Hamlet Research Paper: Find, Evaluate, and Select Appropriate Research Sources
Submitted by digeronimot on Mon, 03/14/2011 - 22:44
Theresa Foy DiGeronimo
Hawthorne High School
Type of Lesson:
Lesson in a unit
Type of Schedule:
The high school media center staff was evaluating its online subscription databases to determine if they were sufficient for student needs. At the same time, the IT staff did an analysis of Internet searches processed through the school server on one given day. The results showed that the overwhelming majority of searches were conducted through general search engines such as Google and Bing and the subscription databases were woefully underused. As an introduction to the Language Arts unit on writing the research paper, the SL offered to teach English classes how to find and evaluate credible Internet information through the library’s subscription databases as well as through the public library databases. For this full-period lesson, the students came with their teacher to the library computer lab. The teacher will follow-up by adding “credible sources” to the research paper assessment rubric.

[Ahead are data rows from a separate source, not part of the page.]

use crate::events::{EventQueue, SocketId, TransportEvent};
use tracing::debug;

/// Per-socket gate in front of the event queue.
///
/// Lives inside the socket's state lock, so events leave in transition order.
/// Once a terminal event went out nothing else does, and `Connected` or
/// `SecureConnected` is posted at most once.
#[derive(Debug, Default)]
pub(crate) struct Lifecycle {
    connected: bool,
    secure: bool,
    terminated: bool,
}

impl Lifecycle {
    /// Posts `event` unless the lifecycle rules suppress it. Returns whether
    /// it was posted.
    pub fn post(&mut self, events: &EventQueue, event: TransportEvent) -> bool {
        if self.terminated {
            debug!(?event, "Suppressing event after terminal event");
            return false;
        }
        match &event {
            TransportEvent::Connected { .. } if self.connected => return false,
            TransportEvent::Connected { .. } => self.connected = true,
            TransportEvent::SecureConnected { .. } if self.secure => return false,
            TransportEvent::SecureConnected { .. } => self.secure = true,
            TransportEvent::Disconnected { .. } | TransportEvent::Failed { .. } => {
                self.terminated = true
            }
            _ => {}
        }
        events.post(event);
        true
    }

    pub fn failed(&mut self, events: &EventQueue, id: SocketId, reason: String) -> bool {
        self.post(events, TransportEvent::Failed { id, reason })
    }
}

Students will learn why general Internet search engines are not always the best first-source for research papers (yielding only 25%, at best, of available Web information, according to Devine and Egger-Sider in Going Beyond Google). The essential questions for this lesson include: How can I use the Internet to accurately determine how much of Hamlet is based on true historical events?

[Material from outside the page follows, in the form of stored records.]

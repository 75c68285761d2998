#![allow(dead_code)]

use std::io::Write;
use tempfile::{NamedTempFile, TempDir};

/// Guard that holds temporary certificate files and auto-cleans them on drop
pub struct TlsCertGuard {
    pub cert_file: NamedTempFile,
    pub key_file: NamedTempFile,
    pub trust_dir: TempDir,
}

/// Generate a TLS config with a fresh self-signed identity and a trust store
/// file in a temporary directory.
/// Returns (config, cleanup_guard)
pub fn generate_test_tls_config() -> (config::Config, TlsCertGuard) {
    generate_test_tls_config_with(|builder| builder)
}

/// Like [`generate_test_tls_config`], with extra keys set by `extra`.
pub fn generate_test_tls_config_with<F>(extra: F) -> (config::Config, TlsCertGuard)
where
    F: FnOnce(
        config::ConfigBuilder<config::builder::DefaultState>,
    ) -> config::ConfigBuilder<config::builder::DefaultState>,
{
    let (cert_file, key_file) = create_temp_cert_files();
    let trust_dir = TempDir::new().unwrap();
    let trust_store = trust_dir.path().join("trusted_peers.toml");

    let builder = config::Config::builder()
        .set_default("tls_enabled", true)
        .unwrap()
        .set_default("tls_cert", cert_file.path().to_str().unwrap())
        .unwrap()
        .set_default("tls_key", key_file.path().to_str().unwrap())
        .unwrap()
        .set_default("tls_generate_cert", false)
        .unwrap()
        .set_default("trust_store", trust_store.to_str().unwrap())
        .unwrap()
        .set_default("poll_timeout_ms", 20)
        .unwrap();
    let config = extra(builder).build().unwrap();

    (
        config,
        TlsCertGuard {
            cert_file,
            key_file,
            trust_dir,
        },
    )
}

/// Create temporary certificate files with a self-signed cert
fn create_temp_cert_files() -> (NamedTempFile, NamedTempFile) {
    let certified_key = rcgen::generate_simple_self_signed(vec!["localhost".into()]).unwrap();
    let cert_pem = certified_key.cert.pem();
    let key_pem = certified_key.key_pair.serialize_pem();

    // Create temporary files that will auto-delete on drop
    let mut cert_file = NamedTempFile::new().unwrap();
    let mut key_file = NamedTempFile::new().unwrap();

    cert_file.write_all(cert_pem.as_bytes()).unwrap();
    key_file.write_all(key_pem.as_bytes()).unwrap();

    // Flush to ensure files are written before use
    cert_file.flush().unwrap();
    key_file.flush().unwrap();

    (cert_file, key_file)
}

Students will write an academic research paper for the Language Arts teacher on the historical influences found in Shakespeare's play Hamlet. The papers will show evidence of the students' ability to find, evaluate, and select appropriate sources of Internet research on the basis of authority, currency, accuracy, and objectivity.
Students will create a chart that compares search results for a given topic using Google to the results found using subscription databases. The chart will show evaluative criteria including authority, currency, accuracy, and objectivity.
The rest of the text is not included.